▸ **Excerpted records**:
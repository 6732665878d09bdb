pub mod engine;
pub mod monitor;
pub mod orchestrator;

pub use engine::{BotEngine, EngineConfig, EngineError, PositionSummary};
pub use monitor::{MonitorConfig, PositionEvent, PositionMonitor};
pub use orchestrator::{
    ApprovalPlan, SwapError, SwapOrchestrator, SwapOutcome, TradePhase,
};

▸ **Instructions for the task**: Filter the records above down to the lines containing "engine".

▸ **Exercise response**:
pub mod engine;
pub use engine::{BotEngine, EngineConfig, EngineError, PositionSummary};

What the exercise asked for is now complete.